4.1 Investigation and Validation of High-resolution Turbulence Forecasting within Air Force Weather

Monday, 29 January 2024: 4:30 PM
317 (The Baltimore Convention Center)
Samuel J. Childs, PhD, United States Air Force, Offutt AFB, NE; and G. R. Brooks, S. A. Lack, S. Rentschler, and G. Creighton

Clear-air turbulence (CAT) is a growing concern for both commercial aviators and military interests, and recent research suggests that CAT episodes may increase in a warming climate. Progress in CAT forecasting techniques includes the conversion of turbulence predictors into Eddy Dissipation Rate (EDR), and machine learning (ML) approaches are also being developed. Yet, any turbulence forecasting method remains limited by inconsistent and biased observational data (Pilot Reports (PIREPs), EDR sensors, etc.), CAT types that vary by altitude (e.g., mountain-wave (MWT), thermal, and kinematic), and the pollution of CAT forecasts by convectively-induced turbulence.
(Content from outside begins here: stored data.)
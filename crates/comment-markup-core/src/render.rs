//! HTML materialization of a [`FormattedBody`].
//!
//! Paragraphs become `<p>`, emphasis `<em>`, and links `<a>`. A quoted
//! paragraph is wrapped in one `<blockquote>` per level, outside the `<p>`,
//! since an HTML parser closes an open `<p>` at a `<blockquote>` start tag.
//! All text is HTML-escaped exactly once, so the displayed text matches the
//! source.

use html_escape::{encode_double_quoted_attribute, encode_text};

use crate::node::{FormattedBody, Node, Paragraph};

/// `rel` attribute on every generated link.
const LINK_REL: &str = "nofollow noopener";

/// Render a formatted body as an HTML fragment.
///
/// [`FormattedBody::Untouched`] renders as an empty string.
pub fn to_html(body: &FormattedBody) -> String {
    let mut out = String::new();
    match body {
        FormattedBody::Untouched => {}
        FormattedBody::Verbatim(text) => out.push_str(&encode_text(text)),
        FormattedBody::Paragraphs(paragraphs) => {
            for paragraph in paragraphs {
                write_paragraph(&mut out, paragraph);
            }
        }
    }
    out
}

fn write_paragraph(out: &mut String, paragraph: &Paragraph) {
    let mut children = paragraph.children.as_slice();
    let mut depth = 0;
    while let [Node::Quote(inner)] = children {
        children = inner.as_slice();
        depth += 1;
    }

    out.push_str(&"<blockquote>".repeat(depth));
    out.push_str("<p>");
    write_nodes(out, children);
    out.push_str("</p>");
    out.push_str(&"</blockquote>".repeat(depth));
    out.push('\n');
}

fn write_nodes(out: &mut String, nodes: &[Node]) {
    for node in nodes {
        match node {
            Node::Text(text) => out.push_str(&encode_text(text)),
            Node::Anchor { href, text } => {
                out.push_str("<a href=\"");
                out.push_str(&encode_double_quoted_attribute(href));
                out.push_str("\" rel=\"");
                out.push_str(LINK_REL);
                out.push_str("\">");
                out.push_str(&encode_text(text));
                out.push_str("</a>");
            }
            Node::Emphasis(children) => {
                out.push_str("<em>");
                write_nodes(out, children);
                out.push_str("</em>");
            }
            // Quote levels only wrap whole paragraphs.
            Node::Quote(children) => write_nodes(out, children),
        }
    }
}
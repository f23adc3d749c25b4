//! Format command: comment body in, HTML / JSON / terminal text out.

use camino::Utf8PathBuf;
use clap::Args;
use owo_colors::{OwoColorize, Stream};
use tracing::{debug, instrument};

use comment_markup_core::config::{Config, OutputFormat};
use comment_markup_core::{FormattedBody, Node, Paragraph, format_comment, render};

use super::{read_input_file, read_input_stream};

/// Arguments for the `format` subcommand.
#[derive(Args, Debug, Default)]
pub struct FormatArgs {
    /// File holding the comment body (`-` or omitted reads stdin).
    pub file: Option<Utf8PathBuf>,

    /// Enable emphasis and blockquotes (overrides config).
    #[arg(long, overrides_with = "no_styling")]
    pub styling: bool,

    /// Only detect links and emails (overrides config).
    #[arg(long, overrides_with = "styling")]
    pub no_styling: bool,

    /// Output format (defaults to JSON with --json, else config).
    #[arg(long, value_enum)]
    pub output: Option<OutputFormat>,
}

impl FormatArgs {
    fn styling(&self, config: &Config) -> bool {
        if self.styling {
            true
        } else if self.no_styling {
            false
        } else {
            config.apply_styling
        }
    }

    fn output(&self, global_json: bool, config: &Config) -> OutputFormat {
        match self.output {
            Some(output) => output,
            None if global_json => OutputFormat::Json,
            None => config.output,
        }
    }
}

/// Format one comment body and print it.
#[instrument(name = "cmd_format", skip_all, fields(file = ?args.file))]
pub fn cmd_format(args: FormatArgs, global_json: bool, config: &Config) -> anyhow::Result<()> {
    let styling = args.styling(config);
    let output = args.output(global_json, config);
    debug!(styling, %output, "executing format command");

    let body = match args.file {
        Some(ref path) if path.as_str() != "-" => read_input_file(path, config.input_limit())?,
        _ => read_input_stream(std::io::stdin().lock(), config.input_limit())?,
    };

    let formatted = format_comment(Some(&body), styling);
    match output {
        OutputFormat::Html => print!("{}", render::to_html(&formatted)),
        OutputFormat::Json => println!("{}", serde_json::to_string_pretty(&formatted)?),
        OutputFormat::Terminal => print!("{}", to_terminal(&formatted)),
    }
    Ok(())
}

/// Render for a terminal: one line per paragraph, `│ ` per quote level.
fn to_terminal(body: &FormattedBody) -> String {
    match body {
        FormattedBody::Untouched => String::new(),
        FormattedBody::Verbatim(text) => format!("{text}\n"),
        FormattedBody::Paragraphs(paragraphs) => {
            paragraphs.iter().map(terminal_paragraph).collect()
        }
    }
}

fn terminal_paragraph(paragraph: &Paragraph) -> String {
    let depth = paragraph.quote_depth();
    let mut children = paragraph.children.as_slice();
    for _ in 0..depth {
        if let [Node::Quote(inner)] = children {
            children = inner.as_slice();
        }
    }

    let mut line = String::new();
    for _ in 0..depth {
        line.push_str(&format!(
            "{}",
            "│ ".if_supports_color(Stream::Stdout, |t| t.dimmed())
        ));
    }
    push_nodes(&mut line, children);
    line.push('\n');
    line
}

fn push_nodes(out: &mut String, nodes: &[Node]) {
    for node in nodes {
        match node {
            Node::Text(text) => out.push_str(text),
            Node::Anchor { text, .. } => out.push_str(&format!(
                "{}",
                text.if_supports_color(Stream::Stdout, |t| t.underline())
            )),
            Node::Emphasis(children) => {
                let mut inner = String::new();
                push_nodes(&mut inner, children);
                out.push_str(&format!(
                    "{}",
                    inner.if_supports_color(Stream::Stdout, |t| t.italic())
                ));
            }
            Node::Quote(children) => push_nodes(out, children),
        }
    }
}
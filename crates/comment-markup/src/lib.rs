//! Library interface for the `comment-markup` CLI.
//!
//! This crate exposes the CLI's argument parser and command structure as a library,
//! primarily for documentation generation and testing. The actual entry point is
//! in `main.rs`.
//!
//! # Structure
//!
//! - [`Cli`] - The root argument parser (clap derive)
//! - [`Commands`] - Available subcommands
//! - [`commands`] - Command implementations
//!
//! # Documentation Generation
//!
//! The [`command()`] function returns the clap `Command` for generating man pages
//! and shell completions via `xtask`.

pub mod commands;

use clap::{CommandFactory, Parser, Subcommand};
use std::path::PathBuf;

/// Color output preference.
#[derive(Debug, Clone, Copy, Default, clap::ValueEnum)]
pub enum ColorChoice {
    /// Detect terminal capabilities automatically.
    #[default]
    Auto,
    /// Always emit colors.
    Always,
    /// Never emit colors.
    Never,
}

impl ColorChoice {
    /// Configure global color output based on this choice.
    ///
    /// Call this once at startup to set the color mode.
    pub fn apply(self) {
        match self {
            Self::Auto => {} // owo-colors auto-detects by default
            Self::Always => owo_colors::set_override(true),
            Self::Never => owo_colors::set_override(false),
        }
    }
}

const ENV_HELP: &str = "\
ENVIRONMENT VARIABLES:
    RUST_LOG                      Log filter (e.g., debug, comment_markup_core=trace)
    COMMENT_MARKUP_LOG_PATH       Explicit log file path
    COMMENT_MARKUP_LOG_DIR        Log directory
    COMMENT_MARKUP_APPLY_STYLING  Enable emphasis and blockquotes (true, false)
";
/// Command-line interface definition for comment-markup.
#[derive(Parser)]
#[command(name = "comment-markup")]
#[command(about = "Lightweight inline markup for plain-text user comments", long_about = None)]
#[command(version, arg_required_else_help = true)]
#[command(after_long_help = ENV_HELP)]
pub struct Cli {
    /// The subcommand to execute.
    #[command(subcommand)]
    pub command: Option<Commands>,

    /// Print only the version number (for scripting)
    #[arg(long)]
    pub version_only: bool,

    /// Path to configuration file (overrides discovery)
    #[arg(short, long, global = true, value_name = "FILE")]
    pub config: Option<PathBuf>,

    /// Run as if started in DIR
    #[arg(short = 'C', long, global = true)]
    pub chdir: Option<PathBuf>,

    /// Only print errors (suppresses warnings/info)
    #[arg(short, long, global = true)]
    pub quiet: bool,

    /// More detail (repeatable; e.g. -vv)
    #[arg(short, long, global = true, action = clap::ArgAction::Count)]
    pub verbose: u8,

    /// Colorize output
    #[arg(long, global = true, value_enum, default_value_t)]
    pub color: ColorChoice,

    /// Output as JSON (for scripting)
    #[arg(long, global = true)]
    pub json: bool,
}

/// Available subcommands for the CLI.
#[derive(Subcommand)]
pub enum Commands {
    /// Format a comment body
    Format(commands::format::FormatArgs),

    /// Show package information
    Info(commands::info::InfoArgs),
}

/// Returns the clap command for documentation generation
pub fn command() -> clap::Command {
    Cli::command()
}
Within Air Force Weather, 1st Weather Group (1 WXG) produces operational upper- and lower-level turbulence forecasts using the Graphical Turbulence Guidance (GTG) algorithm fed with Global Air-Land Weather Exploitation Model (GALWEM) data, but recent feedback suggests that improved precision and vertical fidelity would benefit the current forecast charts. In addition to these charts, the 16th Weather Squadron (16 WS) performs post-processing and tailoring of turbulence parameters and generates regional, high-resolution probabilistic forecasts from the Air Force Weather Ensemble Prediction Suite (AFWEPS). Despite some subjective feedback, verification and utility of these products remains difficult to measure objectively due to complexities in observational data.

Recent conversations with DoD customers have revealed that 16 WS probabilistic turbulence products are valuable and desired, but awareness of their utility and methodology is lacking, motivating a fresh look at the existing algorithms. Particular emphasis is given to low-level turbulence and MWT, as there currently exists no explicit MWT probabilistic forecast product within Air Force Weather. As such, a 1-km nested domain was created over the Front Range in an attempt to assess how well current low-level turbulence products perform. Comparisons between ensemble output from the 1-km domain and PIREPs from within the same domain show that mean low-level CAT probabilities were notably higher for hours in which at least one non-convective PIREP denoting turbulence occurred within the domain compared to hours in which no turbulence was reported. The 1-km CAT forecasts also align well with Aviation Weather Center’s display of GTG forecasts of low-level turbulence – which also filter out convection and use EDR as a proxy – but offer a much more localized and probabilistic perspective. Moreover, there is a desire to extend the low-level turbulence calculation in AFWEPS upward in the atmosphere in an attempt to capture existence and initial propagation of topographically-induced gravity waves, which we believe will be of greater value to customers who operate in regions of complex terrain. It is the hope that this broad effort to consolidate and tailor Air Force Weather’s turbulence products as well as advertise their utility to the customer base will improve mission success and promote collaboration with other entities exploring more advanced ML methods, ultimately saving valuable time and money.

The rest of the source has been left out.